Qui n'en veut de la rupture ?
Comme tu as été très sage depuis la dernière ponte (même trop sage...où ki sont mes commentateurs ?), je voulais élever un tout petit peu le débat en te présentant le petit topo que j'ai écrit pour la section de Tokyo et que j'ai présenté hier soir. Je voulais juste attirer ton attention sur ce qui te menace parce que moi, ton serviteur, je vois depuis 14 ans que la rupture, ça ne marche pas ! Aller, lis et fais marcher un peu ta matière grise.

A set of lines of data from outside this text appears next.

use proc_macro::TokenStream;
use proc_macro2::TokenStream as TokenStream2;
use quote::{format_ident, quote};
use syn::{parse_macro_input, spanned::Spanned, FnArg, Ident, ItemFn, Pat, Signature, Type};

/// Transform an asynchronous test into a synchronous one, inject a client,
/// and ensure that the test's data file is removed regardless of how the
/// test terminates.
///
/// The only injectable dependency is [`rocket::local::asynchronous::Client`].
/// Pass `member` or `admin` to have the client signed in as the example
/// member, with or without the admin code.
#[proc_macro_attribute]
pub fn backend_test(args: TokenStream, input: TokenStream) -> TokenStream {
    let mut item_fn = parse_macro_input!(input as ItemFn);

    // Reject invalid function signatures.
    let test_args = match check_sig(item_fn.sig.clone()) {
        Ok(args) => args,
        Err(err) => {
            return err.into_compile_error().into();
        }
    };

    // Rename the future so the test can have its original name.
    let name = item_fn.sig.ident.clone();
    let new_name = format_ident!("{}_fut", name);
    item_fn.sig.ident = new_name.clone();

    // Sign the client in if needed.
    let login_request = match parse_macro_input!(args as Option<Ident>) {
        None => None,
        Some(arg) if arg == "member" => Some(quote! {
            crate::model::api::auth::AuthRequest::example()
        }),
        Some(arg) if arg == "admin" => Some(quote! {
            crate::model::api::auth::AuthRequest::example_admin()
        }),
        Some(arg) => {
            return syn::Error::new(arg.span(), "Expected `member` or `admin`")
                .into_compile_error()
                .into();
        }
    };
    let maybe_login = login_request
        .map(|request| {
            quote! {
                {
                let response = rocket_client
                    .post(uri!(crate::api::auth::authenticate))
                    .header(rocket::http::ContentType::JSON)
                    .body(rocket::serde::json::json!(#request).to_string())
                    .dispatch()
                    .await;
                assert_eq!(rocket::http::Status::Ok, response.status(), "test sign-in failed");
                }
            }
        })
        .unwrap_or_default();

    // Rewrite the test function.
    quote! {
        #[test]
        fn #name() {
            /// Test setup.
            async fn setup(data_file: &std::path::Path) -> rocket::local::asynchronous::Client {
                log4rs_test_utils::test_logging::init_logging_once_for(["ratify_backend"], None, None);
                let rocket = crate::rocket_with_figment(crate::test_figment(data_file));
                let rocket_client = rocket::local::asynchronous::Client::tracked(rocket)
                    .await
                    .unwrap();

                #maybe_login

                rocket_client
            }

            /// The test itself.
            #item_fn

            /// Test cleanup.
            fn cleanup(data_file: &std::path::Path) {
                let _ = std::fs::remove_file(data_file);
                let _ = std::fs::remove_file(data_file.with_extension("json.tmp"));
            }

            // Each test gets its own data file.
            let random: u64 = rand::random();
            let data_file = std::env::temp_dir().join(format!("ratify-test-{random:016x}.json"));

            let runtime = rocket::tokio::runtime::Builder::new_multi_thread()
                .thread_name("rocket-worker-test-thread")
                .worker_threads(1)
                .enable_all()
                .build()
                .unwrap();

            // Run the setup and the test, catching any panics.
            // Use a mutex to safely transfer `!UnwindSafe` data.
            let runtime_mutex = std::sync::Mutex::new(runtime);
            let result = std::panic::catch_unwind(|| {
                let runtime = runtime_mutex.into_inner().unwrap();
                runtime.block_on(async {
                    let rocket_client = setup(&data_file).await;
                    #new_name(#(#test_args),*).await;
                });
            });

            // Run the cleanup.
            cleanup(&data_file);

            // If the test panicked, re-raise the panic.
            if let Err(cause) = result {
                std::panic::resume_unwind(cause);
            }
        }
    }
    .into()
}

/// Ensure the wrapped test is async, and reject anything but a single client parameter.
fn check_sig(sig: Signature) -> Result<Vec<TokenStream2>, syn::Error> {
    if sig.asyncness.is_none() {
        return Err(syn::Error::new(sig.span(), "Test must be marked `async`"));
    }

    let mut args = vec![];

    for input in &sig.inputs {
        if let FnArg::Typed(pat_type) = input {
            if let Pat::Ident(_) = &*pat_type.pat {
                if let Type::Path(type_path) = &*pat_type.ty {
                    let is_client = type_path
                        .path
                        .segments
                        .last()
                        .map_or(false, |segment| segment.ident == "Client");
                    if is_client {
                        if !args.is_empty() {
                            return Err(syn::Error::new(
                                input.span(),
                                "Test cannot accept more than one `rocket::local::asynchronous::Client`",
                            ));
                        }
                        args.push(quote! { rocket_client });
                        continue;
                    }
                }
            }
        }

        return Err(syn::Error::new(
            input.span(),
            "Expected `client_ident: Client`",
        ));
    }

    Ok(args)
}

Un des avantages indéniables de la vie au Japon c’est de vivre au quotidien dans une société en avance sur bien des points, pas tous liés à la technologie et pas tous dans la bonne direction…
En 1945, la défaite est totale. Le pays n’est plus qu’un immense champ de ruines qu’il faut reconstruire. Il n’y a pas le choix, tout le monde doit se retrousser les manches. La même formidable énergie qui avait permis au Japon de passer du Moyen Âge au 20ème siècle en l’espace de quelques années, le même élan d’embrigadement nationaliste qui avait permis la militarisation des esprits et l’effort de guerre ont été remis à contribution pour redresser l’économie.

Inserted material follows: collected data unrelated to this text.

pub mod api;
pub mod auth;
pub mod candidate;
pub mod member;
pub mod ratification;
pub mod store;
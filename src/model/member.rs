use std::borrow::Borrow;
use std::fmt::{Display, Formatter};
use std::ops::Deref;

use argon2::Config;
use rand::Rng;
use serde::{Deserialize, Serialize};

pub const MAX_NAME_LENGTH: usize = 32;
pub const MIN_PIN_LENGTH: usize = 4;
pub const MAX_PIN_LENGTH: usize = 8;

/// A validated member name. This is the key of every vote map, so anything
/// that fails validation never reaches a ledger.
#[derive(Debug, Clone, PartialEq, Eq, PartialOrd, Ord, Hash, Serialize, Deserialize)]
#[serde(try_from = "String", into = "String")]
pub struct MemberName(String);

impl MemberName {
    /// The case-folded form used for uniqueness checks and throttle keys.
    pub fn folded(&self) -> String {
        self.0.to_lowercase()
    }

    pub fn as_str(&self) -> &str {
        &self.0
    }
}

impl TryFrom<String> for MemberName {
    type Error = String;

    fn try_from(name: String) -> Result<Self, Self::Error> {
        let trimmed = name.trim();
        if trimmed.is_empty() {
            return Err("Member name must not be empty".to_string());
        }
        if trimmed.chars().count() > MAX_NAME_LENGTH {
            return Err(format!(
                "Member name must be at most {MAX_NAME_LENGTH} characters"
            ));
        }
        if trimmed.chars().any(char::is_control) {
            return Err("Member name must not contain control characters".to_string());
        }
        Ok(Self(trimmed.to_string()))
    }
}

impl From<MemberName> for String {
    fn from(name: MemberName) -> Self {
        name.0
    }
}

impl Display for MemberName {
    fn fmt(&self, f: &mut Formatter<'_>) -> std::fmt::Result {
        write!(f, "{}", self.0)
    }
}

impl Deref for MemberName {
    type Target = str;

    fn deref(&self) -> &Self::Target {
        &self.0
    }
}

impl Borrow<str> for MemberName {
    fn borrow(&self) -> &str {
        &self.0
    }
}

/// A club member, as stored in the ledger.
#[derive(Debug, Clone, PartialEq, Eq, Serialize, Deserialize)]
#[serde(rename_all = "camelCase")]
pub struct Member {
    pub name: MemberName,
    pub pin_hash: String,
}

impl Member {
    /// Check whether the given PIN is correct.
    /// A malformed stored hash never matches.
    pub fn verify_pin<T: AsRef<[u8]>>(&self, pin: T) -> bool {
        argon2::verify_encoded(&self.pin_hash, pin.as_ref()).unwrap_or(false)
    }
}

/// Raw member credentials, received from an admin or from the seed list.
/// These are never stored directly, since the PIN is in plaintext.
#[derive(Debug, Clone, Deserialize, Serialize)]
pub struct MemberCredentials {
    pub name: String,
    pub pin: String,
}

impl TryFrom<MemberCredentials> for Member {
    type Error = String;

    /// Validate the name and PIN, then hash the PIN.
    fn try_from(cred: MemberCredentials) -> Result<Self, Self::Error> {
        let name = MemberName::try_from(cred.name)?;
        if cred.pin.len() < MIN_PIN_LENGTH
            || cred.pin.len() > MAX_PIN_LENGTH
            || !cred.pin.bytes().all(|b| b.is_ascii_digit())
        {
            return Err(format!(
                "PIN must be {MIN_PIN_LENGTH} to {MAX_PIN_LENGTH} digits"
            ));
        }

        // 16 bytes is recommended for password hashing:
        //  https://en.wikipedia.org/wiki/Argon2
        let mut salt = [0_u8; 16];
        rand::thread_rng().fill(&mut salt);
        let pin_hash = argon2::hash_encoded(cred.pin.as_bytes(), &salt, &Config::default())
            .map_err(|e| format!("Failed to hash PIN: {e}"))?;
        Ok(Self { name, pin_hash })
    }
}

20 ans plus tard, le Japon (re)fait son entrée dans la cour des grands ! 40 ans plus tard c’est devenu la première économie du monde ! 60 ans plus tard la machine a besoin de révisions et la barque prend eau de toute part…
Drôle de démocratie où c’est le même parti qui est au pouvoir depuis 60 ans, quasiment sans interruption !

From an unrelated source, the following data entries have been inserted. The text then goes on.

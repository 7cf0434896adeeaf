use std::path::{Path, PathBuf};

use chrono::Duration;
use log::{error, info};
use rocket::{
    fairing::{Fairing, Info, Kind},
    Build, Rocket,
};
use serde::Deserialize;

use crate::model::{member::MemberCredentials, store::Store};

/// Application configuration, derived from `Rocket.toml` and `ROCKET_*`
/// environment variables. This struct becomes managed state and can be
/// inspected by any endpoint.
#[derive(Deserialize)]
pub struct Config {
    // non-secrets
    #[serde(default = "default_data_file")]
    data_file: PathBuf,
    #[serde(default = "default_auth_ttl")]
    auth_ttl: u32,
    #[serde(default = "default_max_login_failures")]
    max_login_failures: u32,
    #[serde(default = "default_lockout_ttl")]
    lockout_ttl: u32,
    #[serde(default = "default_throttle_prune_interval")]
    throttle_prune_interval: u32,
    // secrets
    jwt_secret: String,
    #[serde(default)]
    admin_code: Option<String>,
    #[serde(default)]
    seed_members: Vec<MemberCredentials>,
}

fn default_data_file() -> PathBuf {
    PathBuf::from("ratify.json")
}

fn default_auth_ttl() -> u32 {
    24 * 60 * 60
}

fn default_max_login_failures() -> u32 {
    5
}

fn default_lockout_ttl() -> u32 {
    15 * 60
}

fn default_throttle_prune_interval() -> u32 {
    60
}

impl Config {
    /// Where the ledger is persisted.
    pub fn data_file(&self) -> &Path {
        &self.data_file
    }

    /// Valid lifetime of auth token cookies.
    pub fn auth_ttl(&self) -> Duration {
        Duration::seconds(self.auth_ttl.into())
    }

    /// Consecutive failed logins before a name is locked out.
    pub fn max_login_failures(&self) -> u32 {
        self.max_login_failures.max(1)
    }

    /// How long a locked-out name stays locked.
    pub fn lockout_ttl(&self) -> Duration {
        Duration::seconds(self.lockout_ttl.into())
    }

    /// How often stale throttle entries are swept.
    pub fn throttle_prune_interval(&self) -> std::time::Duration {
        std::time::Duration::from_secs(self.throttle_prune_interval.max(1).into())
    }

    /// Secret key used to sign JWTs.
    pub fn jwt_secret(&self) -> &[u8] {
        self.jwt_secret.as_bytes()
    }

    /// Does `code` grant admin rights? Always false when no admin code is configured.
    pub fn is_admin_code(&self, code: &str) -> bool {
        self.admin_code.as_deref() == Some(code)
    }

    /// Members to create at startup if they do not exist yet.
    pub fn seed_members(&self) -> &[MemberCredentials] {
        &self.seed_members
    }
}

/// A fairing that loads the application config and puts it in managed state.
pub struct ConfigFairing;

#[rocket::async_trait]
impl Fairing for ConfigFairing {
    fn info(&self) -> Info {
        Info {
            name: "Config",
            kind: Kind::Ignite,
        }
    }

    async fn on_ignite(&self, mut rocket: Rocket<Build>) -> rocket::fairing::Result {
        // Load the config.
        let config = match rocket.figment().extract::<Config>() {
            Ok(config) => config,
            Err(e) => {
                error!("Failed to load application config");
                rocket::config::pretty_print_error(e);
                return Err(rocket);
            }
        };
        if config.admin_code.is_none() {
            info!("No `admin_code` configured, admin sign-in is disabled");
        }

        // Manage the state.
        rocket = rocket.manage(config);
        Ok(rocket)
    }
}

/// A fairing that opens the data file, inserts any seed members, and places
/// the resulting [`Store`] into managed state.
/// This fairing depends on the [`Config`] being available in managed state,
/// and so must be attached after [`ConfigFairing`].
pub struct StoreFairing;

#[rocket::async_trait]
impl Fairing for StoreFairing {
    fn info(&self) -> Info {
        Info {
            name: "Ledger Store",
            kind: Kind::Ignite,
        }
    }

    async fn on_ignite(&self, mut rocket: Rocket<Build>) -> rocket::fairing::Result {
        let config = match rocket.state::<Config>() {
            Some(config) => config,
            None => {
                error!("Config was not available when opening the data file");
                return Err(rocket);
            }
        };
        info!("Opening data file {}...", config.data_file().display());

        let store = match Store::open(config.data_file()) {
            Ok(store) => store,
            Err(e) => {
                error!("Failed to open data file: {e}");
                return Err(rocket);
            }
        };

        // Ensure the seed members exist.
        match store.seed_members(config.seed_members()) {
            Ok(0) => {}
            Ok(added) => info!("Added {added} seed members"),
            Err(e) => {
                error!("Failed to add seed members: {e}");
                return Err(rocket);
            }
        }
        info!("...data file ready!");

        // Manage the state.
        rocket = rocket.manage(store);
        Ok(rocket)
    }
}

Cette situation, unique dans les pays démocratiques, est non seulement la résultante d’une absence de conscience politique de la population, la conséquence d’une culture qui abhorre la différence (d’opinion également), le fruit d’un système politique créé (presque) de toute pièce par l’occupant yankee, mais cette situation a surtout pour conséquence le clientélisme, l’émergence de dynasties politiques où l’on est député ou ministre de père en fils, la corruption généralisée, les collusions louches avec la pègre et surtout, surtout, la bureaucratisation du système ! Ce ne sont plus les élus qui gouvernent mais les fonctionnaires qui demeurent là où les ministres ne font souvent que passer en trombe, le temps d’empocher quelques juteuses enveloppes…
Drôle de société où l’Etat se contente de fixer certaines limites et joue plus un rôle de garant que de régulateur et où il est partie prenante avec la société économique avec un système très développé de parachutage tranquille. L’Etat attend des entreprises qu’elles participent au développement du pays en observant les règles et que celles-ci se comportent vis à vis de leurs employés en « bon père de famille ». L’Etat réprime rarement…
Seulement voilà, le Japon n’est pas seul au monde ! La concurrence se faisant ressentir de plus en plus, l’économie faiblit. Les entreprises souffrent pour se maintenir dans la course aux profits. Le bon vieux système de l’emploi à vie, récompensant la longévité plutôt que le talent commence à coûter cher en termes de parts de marché…Il n’y a plus qu’une solution : dégraisser !
Plusieurs moyens sont appliqués : on commence par recruter moins, on continue en diminuant systématiquement le sacro-saint bonus, on commence à appliquer les méthodes autrefois honnies de la récompense du talent plutôt que de la fidélité, on réduit ensuite les coûts inférieurs en supprimant quelques intermédiaires qui, à leur tour, se voient obligés de faire de même et de réduire leurs coûts. On met enfin à la porte ceux qui ont tout donné pour leur entreprise, tout sacrifié, leur famille, leurs amis, leur santé, sans compter, sans se plaindre. On généralise enfin le travail partiel, sans bénéfices sociaux, sans avenir…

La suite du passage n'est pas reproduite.